AI survey question builder
Bad survey data usually comes from bad questions, not bad respondents. Leading wording, double-barrelled items, and lopsided scales quietly push answers in a direction, and you only discover it after the responses are in. This builder produces an LLM prompt that generates questions tied to your goal and explicitly guards against the classic biases — so the survey measures what you actually want to know.
How it works
You describe the survey’s goal, the audience, the question types you want (multiple choice, Likert scale, ranking, open-ended), and how many questions. The builder writes a prompt that instructs the model to keep every question anchored to the goal, use neutral non-leading wording, avoid double-barrelled and loaded items, and build balanced, labelled response scales. It also asks the model to return a short bias check next to each question, noting why it is neutral, so you can review the reasoning rather than trust it blindly.

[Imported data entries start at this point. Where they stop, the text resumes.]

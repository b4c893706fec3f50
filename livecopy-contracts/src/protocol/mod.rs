// SPDX-License-Identifier: GPL-3.0-only

pub mod errors;
pub mod events;
pub mod ids;

pub use errors::ToolError;
pub use events::ProgressEvent;
pub use ids::OperationId;
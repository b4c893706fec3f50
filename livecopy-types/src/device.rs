// SPDX-License-Identifier: GPL-3.0-only

//! Storage device data model
//!
//! A [`StorageDevice`] is the unit the registry lists and the orchestrators
//! provision. Identity is the device path; ordering follows the path so that
//! sorted insertion is deterministic.

use std::cmp::Ordering;
use std::fmt;

use serde::{Deserialize, Serialize};

use crate::partition::{Partition, PartitionRole};

/// Kind of storage device, used for list filtering.
#[derive(Debug, Clone, Copy, PartialEq, Eq, Hash, Serialize, Deserialize)]
#[serde(rename_all = "snake_case")]
pub enum DeviceType {
    UsbFlashDrive,
    HardDrive,
    OpticalDisc,
    Raid,
    Unknown,
}

/// RAID metadata for md devices
#[derive(Debug, Clone, PartialEq, Eq, Serialize, Deserialize)]
pub struct RaidInfo {
    /// RAID level (e.g., "raid1")
    pub level: String,

    /// Number of member devices
    pub member_count: u32,
}

#[derive(Debug, Clone, Serialize, Deserialize)]
pub struct StorageDevice {
    // === Identity ===
    /// Kernel device name (e.g., "sdb")
    pub device: String,

    pub device_type: DeviceType,

    pub vendor: String,

    pub model: String,

    pub serial: String,

    /// Firmware revision
    pub revision: String,

    // === Physical Properties ===
    /// Total size in bytes
    pub size: u64,

    pub removable: bool,

    pub raid: Option<RaidInfo>,

    /// Partitions in partition-number order
    pub partitions: Vec<Partition>,
}

impl StorageDevice {
    /// Device path (e.g., "/dev/sdb")
    pub fn path(&self) -> String {
        format!("/dev/{}", self.device)
    }

    /// Kernel name of partition `number` of this device.
    pub fn partition_name(&self, number: u32) -> String {
        partition_device_name(&self.device, number)
    }

    pub fn partition_path(&self, number: u32) -> String {
        format!("/dev/{}", self.partition_name(number))
    }

    pub fn partition(&self, role: PartitionRole) -> Option<&Partition> {
        self.partitions.iter().find(|p| p.role == role)
    }

    pub fn efi_partition(&self) -> Option<&Partition> {
        self.partition(PartitionRole::Efi)
    }

    pub fn exchange_partition(&self) -> Option<&Partition> {
        self.partition(PartitionRole::Exchange)
    }

    pub fn data_partition(&self) -> Option<&Partition> {
        self.partition(PartitionRole::Data)
    }

    pub fn system_partition(&self) -> Option<&Partition> {
        self.partition(PartitionRole::System)
    }

    /// Whether a live system appears to be installed on this device.
    pub fn has_installed_system(&self) -> bool {
        self.system_partition().is_some()
    }

    /// Get a human-readable display name for the device
    pub fn display_name(&self) -> String {
        let name = match (self.vendor.trim(), self.model.trim()) {
            ("", "") => String::new(),
            ("", model) => model.to_string(),
            (vendor, "") => vendor.to_string(),
            (vendor, model) => format!("{vendor} {model}"),
        };

        if name.is_empty() {
            self.path()
        } else {
            format!("{name} ({})", self.path())
        }
    }
}

/// Partition naming follows the kernel: a "p" separator is inserted when the
/// device name ends in a digit (nvme0n1p1, mmcblk0p1, md0p1).
pub fn partition_device_name(device: &str, number: u32) -> String {
    if device.chars().last().is_some_and(|c| c.is_ascii_digit()) {
        format!("{device}p{number}")
    } else {
        format!("{device}{number}")
    }
}

impl PartialEq for StorageDevice {
    fn eq(&self, other: &Self) -> bool {
        self.device == other.device
    }
}

impl Eq for StorageDevice {}

impl PartialOrd for StorageDevice {
    fn partial_cmp(&self, other: &Self) -> Option<Ordering> {
        Some(self.cmp(other))
    }
}

impl Ord for StorageDevice {
    fn cmp(&self, other: &Self) -> Ordering {
        self.device.cmp(&other.device)
    }
}

impl fmt::Display for StorageDevice {
    fn fmt(&self, f: &mut fmt::Formatter<'_>) -> fmt::Result {
        write!(
            f,
            "{} {}",
            self.display_name(),
            crate::bytes_to_pretty(&self.size, false)
        )
    }
}
// SPDX-License-Identifier: GPL-3.0-only

//! External command execution
//!
//! Commands are given as a program name plus arguments; the rendered form is
//! used in logs and in [`ToolError::CommandFailed`].

use std::io::ErrorKind;
use std::process::Stdio;

use tokio::io::{AsyncBufReadExt, AsyncReadExt, AsyncWriteExt, BufReader};
use tokio::process::Command;
use tracing::debug;

use livecopy_contracts::{LineFn, ToolError};

#[derive(Debug, Clone)]
pub struct CommandOutcome {
    pub command: String,
    pub stdout: String,
    pub stderr: String,
}

pub fn render(command: &str, args: &[&str]) -> String {
    if args.is_empty() {
        command.to_string()
    } else {
        format!("{} {}", command, args.join(" "))
    }
}

fn spawn_error(command: &str, rendered: &str, error: std::io::Error) -> ToolError {
    if error.kind() == ErrorKind::NotFound {
        ToolError::NotFound(command.to_string())
    } else {
        ToolError::io(format!("failed to start `{rendered}`"), error)
    }
}

/// Run a command to completion and collect its output.
pub async fn run(command: &str, args: &[&str]) -> Result<CommandOutcome, ToolError> {
    run_with_input(command, args, None).await
}

/// Run a command, feeding `input` to its stdin. Used for passphrases so they
/// never appear on a command line.
pub async fn run_with_input(
    command: &str,
    args: &[&str],
    input: Option<&str>,
) -> Result<CommandOutcome, ToolError> {
    let rendered = render(command, args);
    debug!(command = %rendered, "running");

    let mut child = Command::new(command)
        .args(args)
        .stdin(if input.is_some() {
            Stdio::piped()
        } else {
            Stdio::null()
        })
        .stdout(Stdio::piped())
        .stderr(Stdio::piped())
        .spawn()
        .map_err(|error| spawn_error(command, &rendered, error))?;

    if let (Some(input), Some(mut stdin)) = (input, child.stdin.take()) {
        stdin
            .write_all(input.as_bytes())
            .await
            .map_err(|error| ToolError::io(format!("writing stdin of `{rendered}`"), error))?;
        // dropping stdin closes the pipe
    }

    let output = child
        .wait_with_output()
        .await
        .map_err(|error| ToolError::io(format!("waiting for `{rendered}`"), error))?;

    let stdout = String::from_utf8_lossy(&output.stdout).to_string();
    let stderr = String::from_utf8_lossy(&output.stderr).to_string();

    if !output.status.success() {
        return Err(ToolError::CommandFailed {
            command: rendered,
            code: output.status.code(),
            stderr,
        });
    }

    Ok(CommandOutcome {
        command: rendered,
        stdout,
        stderr,
    })
}

/// Run a command and hand every stdout line to `on_line` as it arrives.
pub async fn run_streaming(
    command: &str,
    args: &[&str],
    on_line: LineFn<'_>,
) -> Result<(), ToolError> {
    let rendered = render(command, args);
    debug!(command = %rendered, "running (streaming)");

    let mut child = Command::new(command)
        .args(args)
        .stdin(Stdio::null())
        .stdout(Stdio::piped())
        .stderr(Stdio::piped())
        .spawn()
        .map_err(|error| spawn_error(command, &rendered, error))?;

    let stderr_task = child.stderr.take().map(|mut stderr| {
        tokio::spawn(async move {
            let mut buffer = String::new();
            let _ = stderr.read_to_string(&mut buffer).await;
            buffer
        })
    });

    if let Some(stdout) = child.stdout.take() {
        let mut lines = BufReader::new(stdout).lines();
        while let Some(line) = lines
            .next_line()
            .await
            .map_err(|error| ToolError::io(format!("reading output of `{rendered}`"), error))?
        {
            on_line(&line);
        }
    }

    let status = child
        .wait()
        .await
        .map_err(|error| ToolError::io(format!("waiting for `{rendered}`"), error))?;

    let stderr = match stderr_task {
        Some(task) => task.await.unwrap_or_default(),
        None => String::new(),
    };

    if !status.success() {
        return Err(ToolError::CommandFailed {
            command: rendered,
            code: status.code(),
            stderr,
        });
    }
    Ok(())
}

Common survey question failures — and how the prompt guards against them
| Failure | Example | What the prompt does |
|---|---|---|
| Leading wording | ”How satisfied were you with our excellent service?” | Instructs the model to use neutral framing with no embedded judgment |
| Double-barrelled | ”Was the product fast and easy to use?” | Requires each question to test exactly one idea |
| Acquiescence bias | Scale from “Agree” to “Strongly agree” | Enforces balanced scales with equal positive and negative points |
| Loaded assumption | ”When did you stop finding the app frustrating?” | Forbids presuppositions the respondent may not share |
| Demographic first | Asking age and income at the start | Orders sensitive questions to the end of the survey |
Worked example
Goal: understand why trial users do not convert to paid. Audience: users who created an account but did not purchase within 14 days. Question types: three Likert, two multiple choice, one open-ended. Count: six questions.
The generated prompt instructs the model to write questions targeting the decision moment — what they were trying to do, what stopped them, and what would have changed their mind — without presupposing a reason. Each Likert item gets a five-point scale with fully labelled endpoints. The open-ended item is placed last so it captures anything the closed questions missed.
Tips and examples
- One idea per question. “Was the product fast and easy to use?” is two questions. The prompt splits these automatically.
- Avoid the agreement trap. Always offer a genuine negative option; the prompt enforces balanced scales so “agree” isn’t the only easy answer.
- Put demographics last. Sensitive or boring questions at the end protect your completion rate — the prompt orders them accordingly.
- Pilot before sending. Even bias-checked questions benefit from five test respondents; the prompt suggests a pilot note where useful.
- Match question type to what you need. Likert scales measure intensity; multiple choice captures category; open-ended captures reasons. Mixing types in one survey gives you richer data than any single format alone.